ASSIGNMENT >> Select the lines of the records containing the word "Mutex" and list them.
---------------
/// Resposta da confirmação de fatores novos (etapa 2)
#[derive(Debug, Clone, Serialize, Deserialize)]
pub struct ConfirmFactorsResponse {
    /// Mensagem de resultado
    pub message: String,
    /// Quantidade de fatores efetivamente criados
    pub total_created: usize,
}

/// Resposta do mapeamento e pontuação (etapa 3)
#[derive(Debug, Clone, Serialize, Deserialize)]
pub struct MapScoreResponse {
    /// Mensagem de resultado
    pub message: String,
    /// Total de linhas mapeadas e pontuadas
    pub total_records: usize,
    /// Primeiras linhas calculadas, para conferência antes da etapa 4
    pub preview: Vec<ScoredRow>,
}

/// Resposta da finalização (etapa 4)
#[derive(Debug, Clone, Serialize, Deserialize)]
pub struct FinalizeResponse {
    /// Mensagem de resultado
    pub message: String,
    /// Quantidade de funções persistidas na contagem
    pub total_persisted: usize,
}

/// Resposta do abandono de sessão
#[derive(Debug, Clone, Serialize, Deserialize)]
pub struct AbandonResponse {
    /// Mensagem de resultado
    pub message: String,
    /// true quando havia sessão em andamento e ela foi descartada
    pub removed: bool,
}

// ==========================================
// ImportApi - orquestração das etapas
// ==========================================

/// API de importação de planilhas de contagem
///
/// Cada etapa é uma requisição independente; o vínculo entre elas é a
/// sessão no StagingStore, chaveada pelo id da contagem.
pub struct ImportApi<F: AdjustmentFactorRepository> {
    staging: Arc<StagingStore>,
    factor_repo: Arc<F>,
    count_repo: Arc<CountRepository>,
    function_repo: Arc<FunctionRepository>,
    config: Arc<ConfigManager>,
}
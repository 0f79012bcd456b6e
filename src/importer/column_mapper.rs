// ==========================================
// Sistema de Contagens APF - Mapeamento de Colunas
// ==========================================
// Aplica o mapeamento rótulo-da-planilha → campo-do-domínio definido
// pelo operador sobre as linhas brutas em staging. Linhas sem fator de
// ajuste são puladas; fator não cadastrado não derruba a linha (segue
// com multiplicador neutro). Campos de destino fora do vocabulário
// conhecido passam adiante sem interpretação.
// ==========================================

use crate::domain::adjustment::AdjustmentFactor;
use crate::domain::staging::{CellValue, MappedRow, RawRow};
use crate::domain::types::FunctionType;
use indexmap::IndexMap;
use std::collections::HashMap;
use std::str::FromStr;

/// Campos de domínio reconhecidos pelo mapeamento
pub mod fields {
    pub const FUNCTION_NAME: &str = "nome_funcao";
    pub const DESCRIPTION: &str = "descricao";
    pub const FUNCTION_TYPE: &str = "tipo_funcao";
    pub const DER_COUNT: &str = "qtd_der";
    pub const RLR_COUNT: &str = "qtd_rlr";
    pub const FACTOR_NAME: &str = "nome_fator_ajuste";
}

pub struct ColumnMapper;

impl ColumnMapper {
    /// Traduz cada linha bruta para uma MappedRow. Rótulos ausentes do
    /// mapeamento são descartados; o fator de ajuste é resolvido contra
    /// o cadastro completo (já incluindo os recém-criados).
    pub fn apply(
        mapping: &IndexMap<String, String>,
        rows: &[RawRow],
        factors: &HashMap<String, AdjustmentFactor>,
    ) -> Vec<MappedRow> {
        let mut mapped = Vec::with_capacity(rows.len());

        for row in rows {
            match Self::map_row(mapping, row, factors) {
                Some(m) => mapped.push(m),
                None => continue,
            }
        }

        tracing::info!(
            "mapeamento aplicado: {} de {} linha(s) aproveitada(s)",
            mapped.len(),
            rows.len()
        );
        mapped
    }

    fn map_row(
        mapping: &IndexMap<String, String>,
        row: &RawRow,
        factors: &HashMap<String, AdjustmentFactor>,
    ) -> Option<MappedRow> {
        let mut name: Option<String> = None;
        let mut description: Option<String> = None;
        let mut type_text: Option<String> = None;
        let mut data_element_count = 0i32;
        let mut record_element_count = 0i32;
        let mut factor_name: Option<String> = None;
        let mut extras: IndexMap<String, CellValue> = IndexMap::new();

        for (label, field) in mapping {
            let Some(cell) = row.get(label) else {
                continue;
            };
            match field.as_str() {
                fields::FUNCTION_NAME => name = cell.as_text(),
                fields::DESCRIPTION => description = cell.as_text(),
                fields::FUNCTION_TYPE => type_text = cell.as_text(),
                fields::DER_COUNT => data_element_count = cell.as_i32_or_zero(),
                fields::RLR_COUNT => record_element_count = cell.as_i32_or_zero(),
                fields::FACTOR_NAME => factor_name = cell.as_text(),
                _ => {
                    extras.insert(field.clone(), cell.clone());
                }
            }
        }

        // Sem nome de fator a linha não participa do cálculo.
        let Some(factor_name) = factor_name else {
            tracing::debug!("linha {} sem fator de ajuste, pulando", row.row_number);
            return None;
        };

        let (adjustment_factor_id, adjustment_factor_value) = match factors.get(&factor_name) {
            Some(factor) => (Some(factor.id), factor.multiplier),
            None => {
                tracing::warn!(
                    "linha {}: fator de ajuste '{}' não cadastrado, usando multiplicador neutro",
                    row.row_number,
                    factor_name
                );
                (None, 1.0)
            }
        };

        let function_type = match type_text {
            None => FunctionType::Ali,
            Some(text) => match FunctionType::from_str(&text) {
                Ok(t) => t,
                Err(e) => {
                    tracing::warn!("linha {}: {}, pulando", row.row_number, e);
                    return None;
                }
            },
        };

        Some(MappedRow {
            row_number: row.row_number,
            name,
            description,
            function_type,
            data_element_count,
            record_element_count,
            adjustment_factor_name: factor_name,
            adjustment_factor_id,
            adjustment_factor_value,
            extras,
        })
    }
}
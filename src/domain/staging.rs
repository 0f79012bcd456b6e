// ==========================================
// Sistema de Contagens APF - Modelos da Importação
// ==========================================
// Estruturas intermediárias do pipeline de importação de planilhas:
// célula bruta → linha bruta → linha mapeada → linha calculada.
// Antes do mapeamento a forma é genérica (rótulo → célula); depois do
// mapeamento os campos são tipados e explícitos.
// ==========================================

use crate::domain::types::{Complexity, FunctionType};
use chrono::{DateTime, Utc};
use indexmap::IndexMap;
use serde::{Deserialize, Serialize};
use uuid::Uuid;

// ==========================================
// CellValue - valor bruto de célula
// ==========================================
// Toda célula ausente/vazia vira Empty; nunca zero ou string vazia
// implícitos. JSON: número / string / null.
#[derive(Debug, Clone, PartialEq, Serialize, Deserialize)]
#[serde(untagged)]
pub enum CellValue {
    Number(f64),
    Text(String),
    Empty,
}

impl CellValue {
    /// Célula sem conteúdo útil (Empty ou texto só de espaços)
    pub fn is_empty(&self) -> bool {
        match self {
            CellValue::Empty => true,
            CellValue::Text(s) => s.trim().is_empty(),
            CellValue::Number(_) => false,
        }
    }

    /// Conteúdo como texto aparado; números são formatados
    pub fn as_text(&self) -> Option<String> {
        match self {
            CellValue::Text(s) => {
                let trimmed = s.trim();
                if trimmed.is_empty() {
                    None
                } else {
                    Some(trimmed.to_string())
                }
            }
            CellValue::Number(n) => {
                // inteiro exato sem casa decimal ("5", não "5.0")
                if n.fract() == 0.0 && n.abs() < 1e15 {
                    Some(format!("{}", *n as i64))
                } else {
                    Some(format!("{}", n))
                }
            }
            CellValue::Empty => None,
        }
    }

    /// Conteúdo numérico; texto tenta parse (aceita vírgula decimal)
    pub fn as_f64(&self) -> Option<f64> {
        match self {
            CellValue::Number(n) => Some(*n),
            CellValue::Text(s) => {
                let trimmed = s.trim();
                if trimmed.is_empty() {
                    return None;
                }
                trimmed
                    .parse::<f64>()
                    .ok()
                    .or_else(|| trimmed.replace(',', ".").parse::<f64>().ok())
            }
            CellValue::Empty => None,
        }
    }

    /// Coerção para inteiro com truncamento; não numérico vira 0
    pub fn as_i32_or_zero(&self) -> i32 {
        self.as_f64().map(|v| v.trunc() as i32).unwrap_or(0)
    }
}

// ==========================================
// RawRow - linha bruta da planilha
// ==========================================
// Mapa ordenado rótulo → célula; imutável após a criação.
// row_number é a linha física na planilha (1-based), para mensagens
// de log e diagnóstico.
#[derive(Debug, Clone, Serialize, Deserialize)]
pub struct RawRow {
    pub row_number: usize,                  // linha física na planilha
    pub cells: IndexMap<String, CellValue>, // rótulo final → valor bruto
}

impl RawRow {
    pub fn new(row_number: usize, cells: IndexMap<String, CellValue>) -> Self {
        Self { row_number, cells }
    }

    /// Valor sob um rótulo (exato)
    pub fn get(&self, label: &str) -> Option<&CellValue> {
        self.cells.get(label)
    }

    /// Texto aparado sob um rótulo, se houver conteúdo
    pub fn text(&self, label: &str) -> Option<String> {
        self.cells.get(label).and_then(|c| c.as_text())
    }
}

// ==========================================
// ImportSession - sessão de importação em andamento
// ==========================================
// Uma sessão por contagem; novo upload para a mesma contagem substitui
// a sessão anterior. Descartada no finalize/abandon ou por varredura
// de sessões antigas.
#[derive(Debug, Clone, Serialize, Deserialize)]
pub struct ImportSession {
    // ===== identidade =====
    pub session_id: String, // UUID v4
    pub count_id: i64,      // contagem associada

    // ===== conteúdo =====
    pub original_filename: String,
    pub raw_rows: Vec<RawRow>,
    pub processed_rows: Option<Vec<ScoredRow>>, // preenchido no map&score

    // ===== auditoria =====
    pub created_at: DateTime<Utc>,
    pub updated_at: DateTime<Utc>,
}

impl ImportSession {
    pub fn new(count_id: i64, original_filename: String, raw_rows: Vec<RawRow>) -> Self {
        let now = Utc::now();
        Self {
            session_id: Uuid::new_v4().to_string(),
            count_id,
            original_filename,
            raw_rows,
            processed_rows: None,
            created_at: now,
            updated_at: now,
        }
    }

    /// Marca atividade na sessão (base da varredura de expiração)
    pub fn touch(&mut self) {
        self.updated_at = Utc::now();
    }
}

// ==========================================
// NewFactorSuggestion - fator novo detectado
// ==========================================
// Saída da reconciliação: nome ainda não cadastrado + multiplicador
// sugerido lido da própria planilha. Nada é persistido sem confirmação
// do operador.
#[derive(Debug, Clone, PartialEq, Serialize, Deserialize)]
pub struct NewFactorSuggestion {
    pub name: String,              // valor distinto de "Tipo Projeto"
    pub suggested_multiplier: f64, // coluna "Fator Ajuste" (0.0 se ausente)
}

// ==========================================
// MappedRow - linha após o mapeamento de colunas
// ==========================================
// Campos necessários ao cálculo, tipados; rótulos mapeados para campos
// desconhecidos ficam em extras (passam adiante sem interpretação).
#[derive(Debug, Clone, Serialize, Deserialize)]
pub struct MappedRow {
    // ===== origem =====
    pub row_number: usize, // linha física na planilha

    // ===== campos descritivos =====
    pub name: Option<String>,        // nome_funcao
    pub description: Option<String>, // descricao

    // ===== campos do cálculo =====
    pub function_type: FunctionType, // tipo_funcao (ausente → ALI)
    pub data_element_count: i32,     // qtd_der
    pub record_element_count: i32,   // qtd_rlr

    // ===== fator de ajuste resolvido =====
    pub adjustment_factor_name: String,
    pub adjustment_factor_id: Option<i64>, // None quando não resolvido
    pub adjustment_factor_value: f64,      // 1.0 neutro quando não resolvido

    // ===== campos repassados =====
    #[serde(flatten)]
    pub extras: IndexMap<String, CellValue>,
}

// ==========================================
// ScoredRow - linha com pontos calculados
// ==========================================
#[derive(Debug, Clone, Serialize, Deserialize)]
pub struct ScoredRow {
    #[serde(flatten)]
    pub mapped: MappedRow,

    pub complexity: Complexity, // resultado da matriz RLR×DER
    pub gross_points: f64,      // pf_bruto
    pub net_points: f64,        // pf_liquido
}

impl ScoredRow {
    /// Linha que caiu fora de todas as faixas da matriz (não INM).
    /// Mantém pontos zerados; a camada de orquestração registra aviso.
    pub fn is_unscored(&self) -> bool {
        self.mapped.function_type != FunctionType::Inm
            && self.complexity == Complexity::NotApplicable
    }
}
---------------
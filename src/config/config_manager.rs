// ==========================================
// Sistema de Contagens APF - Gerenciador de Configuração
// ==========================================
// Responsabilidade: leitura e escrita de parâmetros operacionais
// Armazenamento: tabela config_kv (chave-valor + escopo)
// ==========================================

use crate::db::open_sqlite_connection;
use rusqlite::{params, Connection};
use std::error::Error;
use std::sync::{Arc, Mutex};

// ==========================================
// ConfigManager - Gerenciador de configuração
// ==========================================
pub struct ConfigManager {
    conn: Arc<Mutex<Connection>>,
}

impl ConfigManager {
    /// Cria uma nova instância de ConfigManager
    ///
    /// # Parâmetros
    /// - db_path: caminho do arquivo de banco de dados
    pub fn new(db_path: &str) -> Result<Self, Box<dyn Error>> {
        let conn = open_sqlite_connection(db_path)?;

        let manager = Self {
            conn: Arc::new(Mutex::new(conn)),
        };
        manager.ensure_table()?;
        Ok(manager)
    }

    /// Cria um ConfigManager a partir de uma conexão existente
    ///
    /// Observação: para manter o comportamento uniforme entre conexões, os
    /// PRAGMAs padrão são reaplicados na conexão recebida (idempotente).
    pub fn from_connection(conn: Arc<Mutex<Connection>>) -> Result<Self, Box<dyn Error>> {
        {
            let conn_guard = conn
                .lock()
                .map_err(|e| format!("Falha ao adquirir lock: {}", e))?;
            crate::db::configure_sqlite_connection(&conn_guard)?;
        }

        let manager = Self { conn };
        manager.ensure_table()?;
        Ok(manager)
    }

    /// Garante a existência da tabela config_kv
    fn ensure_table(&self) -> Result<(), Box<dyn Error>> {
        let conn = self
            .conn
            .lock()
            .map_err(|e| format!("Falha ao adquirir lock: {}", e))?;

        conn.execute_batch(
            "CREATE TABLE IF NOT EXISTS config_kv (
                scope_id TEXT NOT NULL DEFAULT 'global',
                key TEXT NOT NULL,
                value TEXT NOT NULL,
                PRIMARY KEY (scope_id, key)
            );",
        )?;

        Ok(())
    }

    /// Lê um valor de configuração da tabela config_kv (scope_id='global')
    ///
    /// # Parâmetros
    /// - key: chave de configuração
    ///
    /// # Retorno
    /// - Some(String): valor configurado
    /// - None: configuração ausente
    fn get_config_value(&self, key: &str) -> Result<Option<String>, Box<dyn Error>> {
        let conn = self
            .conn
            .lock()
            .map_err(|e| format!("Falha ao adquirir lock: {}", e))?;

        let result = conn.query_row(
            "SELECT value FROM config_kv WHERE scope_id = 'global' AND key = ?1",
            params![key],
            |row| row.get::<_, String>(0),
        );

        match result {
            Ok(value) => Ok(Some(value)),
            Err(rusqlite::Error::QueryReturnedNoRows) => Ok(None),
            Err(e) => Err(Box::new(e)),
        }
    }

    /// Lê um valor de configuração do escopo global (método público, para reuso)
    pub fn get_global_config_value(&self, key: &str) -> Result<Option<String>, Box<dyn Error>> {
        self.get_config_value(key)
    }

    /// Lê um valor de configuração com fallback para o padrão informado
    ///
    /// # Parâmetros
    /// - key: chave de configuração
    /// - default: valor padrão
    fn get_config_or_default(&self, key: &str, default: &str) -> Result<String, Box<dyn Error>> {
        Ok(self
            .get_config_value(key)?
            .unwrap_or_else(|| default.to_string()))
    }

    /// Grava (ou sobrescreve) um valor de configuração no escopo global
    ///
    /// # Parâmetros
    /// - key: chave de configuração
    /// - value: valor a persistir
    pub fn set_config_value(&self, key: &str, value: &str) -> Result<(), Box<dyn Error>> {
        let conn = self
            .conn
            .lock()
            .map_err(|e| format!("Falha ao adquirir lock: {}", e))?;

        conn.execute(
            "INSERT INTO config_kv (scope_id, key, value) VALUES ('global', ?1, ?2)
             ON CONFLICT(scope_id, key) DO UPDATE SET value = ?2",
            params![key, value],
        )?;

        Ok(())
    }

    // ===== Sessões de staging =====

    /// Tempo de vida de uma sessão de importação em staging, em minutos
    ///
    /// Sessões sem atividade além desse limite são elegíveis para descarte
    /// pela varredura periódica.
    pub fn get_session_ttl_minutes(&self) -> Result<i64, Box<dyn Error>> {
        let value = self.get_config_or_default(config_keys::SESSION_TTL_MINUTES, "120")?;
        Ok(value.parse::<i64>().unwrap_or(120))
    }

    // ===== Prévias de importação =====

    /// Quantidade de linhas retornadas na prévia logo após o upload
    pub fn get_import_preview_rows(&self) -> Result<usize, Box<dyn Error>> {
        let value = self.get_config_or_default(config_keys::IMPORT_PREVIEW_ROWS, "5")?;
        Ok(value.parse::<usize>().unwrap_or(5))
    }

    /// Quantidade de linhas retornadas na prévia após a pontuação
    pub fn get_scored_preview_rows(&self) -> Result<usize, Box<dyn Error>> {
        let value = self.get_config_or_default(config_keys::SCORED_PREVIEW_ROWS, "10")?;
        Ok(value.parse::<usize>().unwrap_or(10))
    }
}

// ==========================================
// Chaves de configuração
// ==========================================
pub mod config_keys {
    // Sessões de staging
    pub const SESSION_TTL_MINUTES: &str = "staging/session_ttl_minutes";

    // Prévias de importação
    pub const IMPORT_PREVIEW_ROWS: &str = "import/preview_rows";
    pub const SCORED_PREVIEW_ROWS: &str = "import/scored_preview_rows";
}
---------------
EXERCISE ANSWER >>
use std::sync::{Arc, Mutex};
    conn: Arc<Mutex<Connection>>,
            conn: Arc::new(Mutex::new(conn)),
    pub fn from_connection(conn: Arc<Mutex<Connection>>) -> Result<Self, Box<dyn Error>> {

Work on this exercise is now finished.